Dedup Est Machina Returns

On the Effectiveness of Same-Domain Memory Deduplication

TL;DR

In this work, we examine the effectiveness of same-domain memory deduplication, i.e., a defense deployed in modern operating systems to mitigate the memory deduplication side channel. In particular, we present two case studies that highlight one key flaw: that it is non-trivial to separate programs into separate security domains. In the first case study, we examine a client-server scenario—a scenario that inherently requires a server to read data from an untrusted client—and demonstrate that the client can control the alignment of data in memory to disclose the server’s secret data. In the second case study, we examine a recent version of Firefox (v83.0)—a browser that has undergone massive efforts to ensure that data from different origins are separated into different domains—and demonstrate that nonetheless, a malicious webpage can exploit the browser’s partial implementation of site isolation to leak secret data across tabs.

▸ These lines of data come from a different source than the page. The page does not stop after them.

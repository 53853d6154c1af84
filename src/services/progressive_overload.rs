use chrono::NaiveDate;
use serde::{Deserialize, Serialize};
use std::collections::BTreeMap;
use std::sync::Arc;
use tokio::task::JoinSet;
use tracing::{debug, error, info, warn};

use crate::error::{EngineError, EngineResult};
use crate::models::{ExercisePerformance, ProgressionDecision};
use crate::services::ingest::{self, PerformanceRecord};
use crate::services::progression::ProgressionStrategy;
use crate::services::report;
use crate::services::trend::TrendSummary;
use crate::store::history::HistoryStore;

#[derive(Debug, Serialize, Deserialize)]
pub struct AnalysisRequest {
    #[serde(default)]
    pub client_name: Option<String>,
    #[serde(default)]
    pub strategy: ProgressionStrategy,
    #[serde(default)]
    pub date: Option<NaiveDate>,
    /// Last known rep target per exercise, as a bare count or goals string.
    #[serde(default)]
    pub targets: BTreeMap<String, String>,
    pub performances: Vec<PerformanceRecord>,
}

#[derive(Debug, Serialize)]
pub struct AnalysisResponse {
    pub client_id: String,
    pub date: NaiveDate,
    pub strategy: ProgressionStrategy,
    pub progressions: BTreeMap<String, ProgressionDecision>,
    pub trends: BTreeMap<String, TrendSummary>,
    pub report: String,
}

#[derive(Debug, Default)]
pub struct ExerciseAnalyses {
    pub decisions: BTreeMap<String, ProgressionDecision>,
    pub trends: BTreeMap<String, TrendSummary>,
}

#[derive(Clone)]
pub struct ProgressionService {
    history: Arc<HistoryStore>,
}

impl ProgressionService {
    pub fn new(history: Arc<HistoryStore>) -> Self {
        Self { history }
    }

    pub fn history(&self) -> &HistoryStore {
        &self.history
    }

    pub async fn process_request(
        &self,
        client_id: &str,
        request: AnalysisRequest,
    ) -> EngineResult<AnalysisResponse> {
        let performances = ingest::ingest(&request.performances);

        debug!(
            client_id,
            records = request.performances.len(),
            accepted = performances.len(),
            "analysis.ingested"
        );

        self.analyze_and_record(
            client_id,
            request.client_name.as_deref().unwrap_or(client_id),
            request.strategy,
            performances,
            request.targets,
            request.date,
        )
        .await
    }

    /// Analyse every exercise, append the decisions to the client's history
    /// and render the report.
    pub async fn analyze_and_record(
        &self,
        client_id: &str,
        client_name: &str,
        strategy: ProgressionStrategy,
        performances: Vec<ExercisePerformance>,
        mut targets: BTreeMap<String, String>,
        date: Option<NaiveDate>,
    ) -> EngineResult<AnalysisResponse> {
        let date = date
            .or_else(|| performances.iter().map(|p| p.date).max())
            .unwrap_or_else(|| chrono::Utc::now().date_naive());

        match self.history.latest(client_id).await {
            Ok(entry) => {
                for (exercise, record) in entry.progressions {
                    targets.entry(exercise).or_insert(record.recommended_reps);
                }
            }
            Err(EngineError::NotFound(_)) => {}
            Err(e) => return Err(e),
        }

        let analyses = analyze_exercises(strategy, performances, &targets).await;

        if analyses.decisions.is_empty() {
            warn!(client_id, "analysis.no_valid_performances");
        } else {
            self.history
                .append(client_id, date, &analyses.decisions)
                .await?;
        }

        let report = report::render_with_trends(client_name, &analyses.decisions, &analyses.trends);

        info!(
            client_id,
            %strategy,
            %date,
            exercises = analyses.decisions.len(),
            "analysis.completed"
        );

        Ok(AnalysisResponse {
            client_id: client_id.to_string(),
            date,
            strategy,
            progressions: analyses.decisions,
            trends: analyses.trends,
            report,
        })
    }
}

/// Run `strategy` over each exercise in parallel. Exercises without enough
/// data get a neutral hold instead of an error.
pub async fn analyze_exercises(
    strategy: ProgressionStrategy,
    performances: Vec<ExercisePerformance>,
    targets: &BTreeMap<String, String>,
) -> ExerciseAnalyses {
    let mut tasks = JoinSet::new();

    for (exercise_name, history) in ingest::group_by_exercise(performances) {
        let target = targets.get(&exercise_name).cloned();
        tasks.spawn_blocking(move || {
            let trend = TrendSummary::from_history(&history);
            let decision = strategy
                .decide(&exercise_name, &history, target.as_deref())
                .unwrap_or_else(|e| hold_on_error(&exercise_name, &history, target, e));
            (exercise_name, decision, trend)
        });
    }

    let mut analyses = ExerciseAnalyses::default();
    while let Some(joined) = tasks.join_next().await {
        match joined {
            Ok((exercise_name, decision, trend)) => {
                analyses.trends.insert(exercise_name.clone(), trend);
                analyses.decisions.insert(exercise_name, decision);
            }
            Err(e) => error!(error = %e, "analysis.exercise_task_failed"),
        }
    }

    analyses
}

fn hold_on_error(
    exercise_name: &str,
    history: &[ExercisePerformance],
    target: Option<String>,
    error: EngineError,
) -> ProgressionDecision {
    debug!(exercise = exercise_name, error = %error, "analysis.neutral_hold");

    let weight = history
        .last()
        .map(ExercisePerformance::working_weight)
        .unwrap_or_default();
    ProgressionDecision::hold(
        exercise_name,
        weight,
        target.unwrap_or_default(),
        error.to_string(),
    )
}

#[cfg(test)]
mod tests {
    use super::*;
    use crate::models::{ActionType, WorkoutSet};
    use serde_json::json;

    fn day(d: u32) -> NaiveDate {
        NaiveDate::from_ymd_opt(2024, 8, d).unwrap()
    }

    fn session(name: &str, d: u32, sets: &[(f64, u32)]) -> ExercisePerformance {
        ExercisePerformance::new(
            name,
            day(d),
            "Upper",
            sets.iter()
                .map(|&(weight, reps)| WorkoutSet::new(weight, reps, true))
                .collect(),
        )
    }

    async fn service() -> (tempfile::TempDir, ProgressionService) {
        let dir = tempfile::tempdir().unwrap();
        let store = HistoryStore::open(dir.path().join("history.json"))
            .await
            .unwrap();
        (dir, ProgressionService::new(Arc::new(store)))
    }

    #[tokio::test]
    async fn test_analyze_exercises_covers_every_exercise() {
        let performances = vec![
            session("Bench Press", 1, &[(80.0, 8), (80.0, 8)]),
            session("Bench Press", 4, &[(80.0, 10), (80.0, 10)]),
            session("Lat Pulldown", 4, &[(50.0, 5), (50.0, 4)]),
            session("Face Pull", 4, &[]),
        ];
        let targets = BTreeMap::from([
            ("Bench Press".to_string(), "10".to_string()),
            ("Lat Pulldown".to_string(), "8".to_string()),
        ]);

        let analyses =
            analyze_exercises(ProgressionStrategy::WholeExercise, performances, &targets).await;

        assert_eq!(analyses.decisions.len(), 3);
        assert_eq!(
            analyses.decisions["Bench Press"].action_type,
            ActionType::IncreaseReps
        );
        assert_eq!(analyses.decisions["Bench Press"].recommended_reps, "12");
        assert_eq!(
            analyses.decisions["Lat Pulldown"].action_type,
            ActionType::Maintain
        );
        assert_eq!(analyses.trends["Bench Press"].sessions, 2);

        let face_pull = &analyses.decisions["Face Pull"];
        assert_eq!(face_pull.action_type, ActionType::Maintain);
        assert_eq!(face_pull.confidence, 0.5);
        assert!(face_pull.reason.starts_with("insufficient data"));
    }

    #[tokio::test]
    async fn test_process_request_records_history_and_reuses_targets() {
        let (_dir, service) = service().await;

        let first: AnalysisRequest = serde_json::from_value(json!({
            "client_name": "Alice",
            "strategy": "whole_exercise",
            "targets": {"Squat": "8"},
            "performances": [
                {"exercise_name": "Squat", "date": "2024-08-01",
                 "sets": [{"weight": 100, "reps": 8}, {"weight": 100, "reps": 8}]}
            ]
        }))
        .unwrap();

        let response = service.process_request("alice", first).await.unwrap();
        assert_eq!(response.date, day(1));
        assert_eq!(response.progressions["Squat"].recommended_reps, "10");
        assert!(response.report.starts_with("Progression report for Alice"));

        let second: AnalysisRequest = serde_json::from_value(json!({
            "strategy": "whole_exercise",
            "performances": [
                {"exercise_name": "Squat", "date": "2024-08-05",
                 "sets": [{"weight": 100, "reps": 10}, {"weight": 100, "reps": 10}]}
            ]
        }))
        .unwrap();

        let response = service.process_request("alice", second).await.unwrap();
        let squat = &response.progressions["Squat"];
        assert_eq!(squat.current_reps, "10");
        assert_eq!(squat.recommended_reps, "12");
        assert_eq!(squat.confidence, 0.9);

        let latest = service.history().latest("alice").await.unwrap();
        assert_eq!(latest.date, day(5));
        assert_eq!(service.history().entries("alice").await.len(), 2);
    }

    #[tokio::test]
    async fn test_set_by_set_is_default_strategy() {
        let (_dir, service) = service().await;

        let request: AnalysisRequest = serde_json::from_value(json!({
            "date": "2024-08-09",
            "performances": [
                {"exercise_name": "Dumbbell Row", "date": "2024-08-08",
                 "sets": [{"weight": 30, "reps": 15}, {"weight": 30, "reps": 12}]}
            ]
        }))
        .unwrap();

        let response = service.process_request("bob", request).await.unwrap();
        assert_eq!(response.strategy, ProgressionStrategy::SetBySet);
        assert_eq!(response.date, day(9));
        assert_eq!(
            response.progressions["Dumbbell Row"].recommended_reps,
            "S1: 32.5kg*6 | S2: 30kg*15"
        );
    }

    #[tokio::test]
    async fn test_request_without_valid_performances_records_nothing() {
        let (_dir, service) = service().await;

        let request: AnalysisRequest = serde_json::from_value(json!({
            "client_name": "Carol",
            "performances": [{"exercise_name": "Squat", "date": "someday", "sets": []}]
        }))
        .unwrap();

        let response = service.process_request("carol", request).await.unwrap();
        assert!(response.progressions.is_empty());
        assert!(response.report.contains("No exercises analysed."));
        assert!(service.history().entries("carol").await.is_empty());
    }
}
use std::collections::BTreeMap;

use crate::models::{ActionType, ProgressionDecision};
use crate::services::goals::format_weight;
use crate::services::trend::TrendSummary;

pub fn render(client_name: &str, decisions: &BTreeMap<String, ProgressionDecision>) -> String {
    render_with_trends(client_name, decisions, &BTreeMap::new())
}

/// Plain-text summary, one block per exercise in name order, followed by a
/// count of each action.
pub fn render_with_trends(
    client_name: &str,
    decisions: &BTreeMap<String, ProgressionDecision>,
    trends: &BTreeMap<String, TrendSummary>,
) -> String {
    let title = format!("Progression report for {}", client_name);
    let mut output = format!("{}\n{}\n", title, "=".repeat(title.chars().count()));

    if decisions.is_empty() {
        output.push_str("\nNo exercises analysed.\n");
    }

    for (name, decision) in decisions {
        output.push_str(&format!("\n{}: {}\n", name, decision.action_type));
        output.push_str(&format!(
            "  weight: {}kg -> {}kg\n",
            format_weight(decision.current_weight),
            format_weight(decision.recommended_weight)
        ));
        output.push_str(&format!(
            "  reps: {} -> {}\n",
            display_reps(&decision.current_reps),
            display_reps(&decision.recommended_reps)
        ));
        output.push_str(&format!(
            "  confidence: {:.0}%\n",
            decision.confidence * 100.0
        ));
        output.push_str(&format!("  reason: {}\n", decision.reason));

        if let Some(trend) = trends.get(name) {
            output.push_str(&format_trend(trend));
        }
    }

    let counts = ActionType::ALL
        .iter()
        .map(|action| {
            let count = decisions
                .values()
                .filter(|decision| decision.action_type == *action)
                .count();
            format!("{} {}", action, count)
        })
        .collect::<Vec<_>>()
        .join(", ");
    output.push_str(&format!("\nSummary: {}\n", counts));

    output
}

fn display_reps(reps: &str) -> &str {
    if reps.is_empty() { "-" } else { reps }
}

fn format_trend(trend: &TrendSummary) -> String {
    format!(
        "  trend: volume {:+.1}kg/session, completion {:.0}%, intensity {:+.1}% over {} sessions\n",
        trend.volume_trend,
        trend.completion_rate * 100.0,
        trend.intensity_trend * 100.0,
        trend.sessions
    )
}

We conclude that same-domain memory deduplication as a defense is difficult to implement correctly, and hence, is insufficient.

Overview

Memory deduplication is an OS memory optimization technique that merges identical pages into a single Copy-on-Write (CoW) page, to improve memory efficiency and storage space requirements of a running system. CoW pages, however, present significantly slower write times than normal pages and as such memory deduplication has been shown to be susceptible to a variety of timing side channel attacks, such as the original Dedup Est Machina attacks.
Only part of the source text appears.